Collected data entries

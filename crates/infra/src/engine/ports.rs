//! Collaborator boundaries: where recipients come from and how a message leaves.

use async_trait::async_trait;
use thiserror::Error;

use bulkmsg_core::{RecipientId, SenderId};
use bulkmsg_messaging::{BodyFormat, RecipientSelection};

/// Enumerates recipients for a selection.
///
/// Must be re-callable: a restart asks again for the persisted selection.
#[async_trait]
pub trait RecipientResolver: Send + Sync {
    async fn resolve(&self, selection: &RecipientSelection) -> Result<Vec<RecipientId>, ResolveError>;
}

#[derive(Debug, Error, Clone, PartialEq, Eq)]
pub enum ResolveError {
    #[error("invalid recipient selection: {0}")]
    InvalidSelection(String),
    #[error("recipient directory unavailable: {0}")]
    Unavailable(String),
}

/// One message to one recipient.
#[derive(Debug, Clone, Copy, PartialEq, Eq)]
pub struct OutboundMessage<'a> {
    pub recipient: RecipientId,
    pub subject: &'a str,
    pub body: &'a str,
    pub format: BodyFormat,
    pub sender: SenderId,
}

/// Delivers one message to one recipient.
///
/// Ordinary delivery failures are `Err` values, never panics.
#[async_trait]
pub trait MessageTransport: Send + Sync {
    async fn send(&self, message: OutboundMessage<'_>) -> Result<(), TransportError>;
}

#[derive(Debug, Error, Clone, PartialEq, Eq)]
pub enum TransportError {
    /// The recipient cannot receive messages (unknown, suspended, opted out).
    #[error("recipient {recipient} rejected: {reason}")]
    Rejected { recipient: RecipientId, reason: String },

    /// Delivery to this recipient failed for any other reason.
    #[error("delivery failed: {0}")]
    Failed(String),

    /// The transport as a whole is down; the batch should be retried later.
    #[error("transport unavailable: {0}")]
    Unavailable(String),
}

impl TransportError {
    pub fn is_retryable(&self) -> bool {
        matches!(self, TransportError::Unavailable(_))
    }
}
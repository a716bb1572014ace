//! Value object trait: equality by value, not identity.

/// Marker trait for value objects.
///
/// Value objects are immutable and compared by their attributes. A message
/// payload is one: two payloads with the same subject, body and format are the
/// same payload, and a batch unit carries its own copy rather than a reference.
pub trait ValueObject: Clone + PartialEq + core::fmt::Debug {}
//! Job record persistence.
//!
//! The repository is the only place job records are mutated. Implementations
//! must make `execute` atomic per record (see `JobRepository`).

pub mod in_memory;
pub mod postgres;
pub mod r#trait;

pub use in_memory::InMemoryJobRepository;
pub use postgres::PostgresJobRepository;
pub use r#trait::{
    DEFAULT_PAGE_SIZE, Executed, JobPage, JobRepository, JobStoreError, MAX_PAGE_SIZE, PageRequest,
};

---

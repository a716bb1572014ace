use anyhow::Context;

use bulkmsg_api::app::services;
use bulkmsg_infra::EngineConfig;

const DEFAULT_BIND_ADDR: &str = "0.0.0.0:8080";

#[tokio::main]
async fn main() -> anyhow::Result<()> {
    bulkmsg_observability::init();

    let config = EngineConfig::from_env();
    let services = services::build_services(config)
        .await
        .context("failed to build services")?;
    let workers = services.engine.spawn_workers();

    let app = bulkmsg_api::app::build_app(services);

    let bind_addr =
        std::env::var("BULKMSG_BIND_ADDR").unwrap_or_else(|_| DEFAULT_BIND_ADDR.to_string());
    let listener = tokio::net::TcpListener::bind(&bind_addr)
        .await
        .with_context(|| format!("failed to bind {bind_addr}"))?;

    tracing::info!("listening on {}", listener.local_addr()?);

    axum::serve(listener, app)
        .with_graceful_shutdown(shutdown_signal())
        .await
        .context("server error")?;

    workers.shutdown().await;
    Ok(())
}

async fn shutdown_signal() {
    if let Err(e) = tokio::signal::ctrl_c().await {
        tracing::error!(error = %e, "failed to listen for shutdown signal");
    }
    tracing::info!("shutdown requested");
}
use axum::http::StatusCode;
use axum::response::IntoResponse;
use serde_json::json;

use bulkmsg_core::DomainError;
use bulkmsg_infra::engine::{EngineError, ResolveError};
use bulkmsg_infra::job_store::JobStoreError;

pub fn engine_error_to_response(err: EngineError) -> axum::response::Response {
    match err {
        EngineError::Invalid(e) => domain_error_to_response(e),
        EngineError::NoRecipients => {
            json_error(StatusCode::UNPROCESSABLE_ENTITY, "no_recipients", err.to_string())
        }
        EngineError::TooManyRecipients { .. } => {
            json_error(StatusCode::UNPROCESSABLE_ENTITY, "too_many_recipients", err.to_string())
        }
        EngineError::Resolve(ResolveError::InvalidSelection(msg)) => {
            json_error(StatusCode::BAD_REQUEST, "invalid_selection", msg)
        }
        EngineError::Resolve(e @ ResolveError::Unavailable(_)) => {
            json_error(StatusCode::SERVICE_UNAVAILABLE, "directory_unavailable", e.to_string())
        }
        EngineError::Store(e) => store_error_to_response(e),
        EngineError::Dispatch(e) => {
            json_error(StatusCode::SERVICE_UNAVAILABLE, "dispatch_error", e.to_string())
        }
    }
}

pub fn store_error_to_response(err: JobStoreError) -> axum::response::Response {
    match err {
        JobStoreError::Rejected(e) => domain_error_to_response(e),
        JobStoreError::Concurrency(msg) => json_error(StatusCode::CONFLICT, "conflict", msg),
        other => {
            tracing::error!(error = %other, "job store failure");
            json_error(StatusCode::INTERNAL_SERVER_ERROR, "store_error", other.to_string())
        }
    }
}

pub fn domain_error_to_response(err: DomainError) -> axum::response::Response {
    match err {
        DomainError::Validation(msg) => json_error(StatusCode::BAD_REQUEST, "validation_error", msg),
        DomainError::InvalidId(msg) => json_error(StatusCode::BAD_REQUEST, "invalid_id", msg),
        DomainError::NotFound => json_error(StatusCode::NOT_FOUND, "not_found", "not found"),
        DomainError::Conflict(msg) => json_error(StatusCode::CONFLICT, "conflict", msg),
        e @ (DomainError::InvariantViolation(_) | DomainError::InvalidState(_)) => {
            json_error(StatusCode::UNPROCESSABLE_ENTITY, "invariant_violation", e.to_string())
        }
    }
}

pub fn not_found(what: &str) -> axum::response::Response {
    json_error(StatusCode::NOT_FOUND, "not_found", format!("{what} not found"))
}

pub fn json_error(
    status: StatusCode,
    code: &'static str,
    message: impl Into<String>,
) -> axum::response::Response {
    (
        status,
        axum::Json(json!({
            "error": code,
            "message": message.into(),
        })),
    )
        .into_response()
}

EXERCISE OBJECTIVE:
Reproduce exactly the entries above, limited to the lines from the one with "format are the" through the one with "are mutated. Implementations", both included.

RESULT OF THIS TASK:
/// payload is one: two payloads with the same subject, body and format are the
/// same payload, and a batch unit carries its own copy rather than a reference.
pub trait ValueObject: Clone + PartialEq + core::fmt::Debug {}
//! Job record persistence.
//!
//! The repository is the only place job records are mutated. Implementations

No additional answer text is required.